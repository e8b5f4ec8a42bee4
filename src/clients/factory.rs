//! Provider registry and client factory.
//!
//! Providers register a factory function under a type name; callers
//! resolve a client from a [`ClientConfig`] with [`create_client`]. The
//! built-in providers are registered when the registry is first
//! touched. Populated at startup, read-only thereafter.

use super::{ClientConfig, GeminiClient, LlmClient, LmStudioClient, OllamaClient};
use crate::{Error, Result};
use std::collections::HashMap;
use std::sync::{LazyLock, PoisonError, RwLock};

/// Factory signature for a registered provider.
pub type ClientFactory = fn(&ClientConfig) -> Result<Box<dyn LlmClient>>;

static REGISTRY: LazyLock<RwLock<HashMap<String, ClientFactory>>> = LazyLock::new(|| {
    let mut map: HashMap<String, ClientFactory> = HashMap::new();
    map.insert("gemini".to_string(), gemini_factory);
    map.insert("ollama".to_string(), ollama_factory);
    map.insert("lmstudio".to_string(), lmstudio_factory);
    RwLock::new(map)
});

fn gemini_factory(config: &ClientConfig) -> Result<Box<dyn LlmClient>> {
    Ok(Box::new(GeminiClient::from_config(config)?))
}

fn ollama_factory(config: &ClientConfig) -> Result<Box<dyn LlmClient>> {
    Ok(Box::new(OllamaClient::from_config(config)))
}

fn lmstudio_factory(config: &ClientConfig) -> Result<Box<dyn LlmClient>> {
    Ok(Box::new(LmStudioClient::from_config(config)))
}

/// Registers a provider factory under a type name.
///
/// Re-registering a name replaces the previous factory.
pub fn register_client(client_type: impl Into<String>, factory: ClientFactory) {
    REGISTRY
        .write()
        .unwrap_or_else(PoisonError::into_inner)
        .insert(client_type.into(), factory);
}

/// Creates a client for `config.client_type`.
///
/// Provider-specific defaults are applied by the provider's
/// `from_config`, not here.
///
/// # Errors
///
/// Returns [`Error::UnsupportedClient`] (with the registered type
/// names) when the type is unknown; factory failures propagate.
pub fn create_client(config: &ClientConfig) -> Result<Box<dyn LlmClient>> {
    let registry = REGISTRY.read().unwrap_or_else(PoisonError::into_inner);
    let factory = registry
        .get(&config.client_type)
        .ok_or_else(|| Error::UnsupportedClient {
            kind: config.client_type.clone(),
            available: {
                let mut names: Vec<_> = registry.keys().cloned().collect();
                names.sort();
                names.join(", ")
            },
        })?;
    factory(config)
}

/// Lists all registered client types, sorted.
#[must_use]
pub fn list_client_types() -> Vec<String> {
    let mut names: Vec<_> = REGISTRY
        .read()
        .unwrap_or_else(PoisonError::into_inner)
        .keys()
        .cloned()
        .collect();
    names.sort();
    names
}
================
Once you have read the records above, set every one of them down again exactly.

repository e8b5f4ec8a42bee4
filename src/clients/factory.rs
//! Provider registry and client factory.
//!
//! Providers register a factory function under a type name; callers
//! resolve a client from a [`ClientConfig`] with [`create_client`]. The
//! built-in providers are registered when the registry is first
//! touched. Populated at startup, read-only thereafter.

use super::{ClientConfig, GeminiClient, LlmClient, LmStudioClient, OllamaClient};
use crate::{Error, Result};
use std::collections::HashMap;
use std::sync::{LazyLock, PoisonError, RwLock};

/// Factory signature for a registered provider.
pub type ClientFactory = fn(&ClientConfig) -> Result<Box<dyn LlmClient>>;

static REGISTRY: LazyLock<RwLock<HashMap<String, ClientFactory>>> = LazyLock::new(|| {
    let mut map: HashMap<String, ClientFactory> = HashMap::new();
    map.insert("gemini".to_string(), gemini_factory);
    map.insert("ollama".to_string(), ollama_factory);
    map.insert("lmstudio".to_string(), lmstudio_factory);
    RwLock::new(map)
});

fn gemini_factory(config: &ClientConfig) -> Result<Box<dyn LlmClient>> {
    Ok(Box::new(GeminiClient::from_config(config)?))
}

fn ollama_factory(config: &ClientConfig) -> Result<Box<dyn LlmClient>> {
    Ok(Box::new(OllamaClient::from_config(config)))
}

fn lmstudio_factory(config: &ClientConfig) -> Result<Box<dyn LlmClient>> {
    Ok(Box::new(LmStudioClient::from_config(config)))
}

/// Registers a provider factory under a type name.
///
/// Re-registering a name replaces the previous factory.
pub fn register_client(client_type: impl Into<String>, factory: ClientFactory) {
    REGISTRY
        .write()
        .unwrap_or_else(PoisonError::into_inner)
        .insert(client_type.into(), factory);
}

/// Creates a client for `config.client_type`.
///
/// Provider-specific defaults are applied by the provider's
/// `from_config`, not here.
///
/// # Errors
///
/// Returns [`Error::UnsupportedClient`] (with the registered type
/// names) when the type is unknown; factory failures propagate.
pub fn create_client(config: &ClientConfig) -> Result<Box<dyn LlmClient>> {
    let registry = REGISTRY.read().unwrap_or_else(PoisonError::into_inner);
    let factory = registry
        .get(&config.client_type)
        .ok_or_else(|| Error::UnsupportedClient {
            kind: config.client_type.clone(),
            available: {
                let mut names: Vec<_> = registry.keys().cloned().collect();
                names.sort();
                names.join(", ")
            },
        })?;
    factory(config)
}

/// Lists all registered client types, sorted.
#[must_use]
pub fn list_client_types() -> Vec<String> {
    let mut names: Vec<_> = REGISTRY
        .read()
        .unwrap_or_else(PoisonError::into_inner)
        .keys()
        .cloned()
        .collect();
    names.sort();
    names
}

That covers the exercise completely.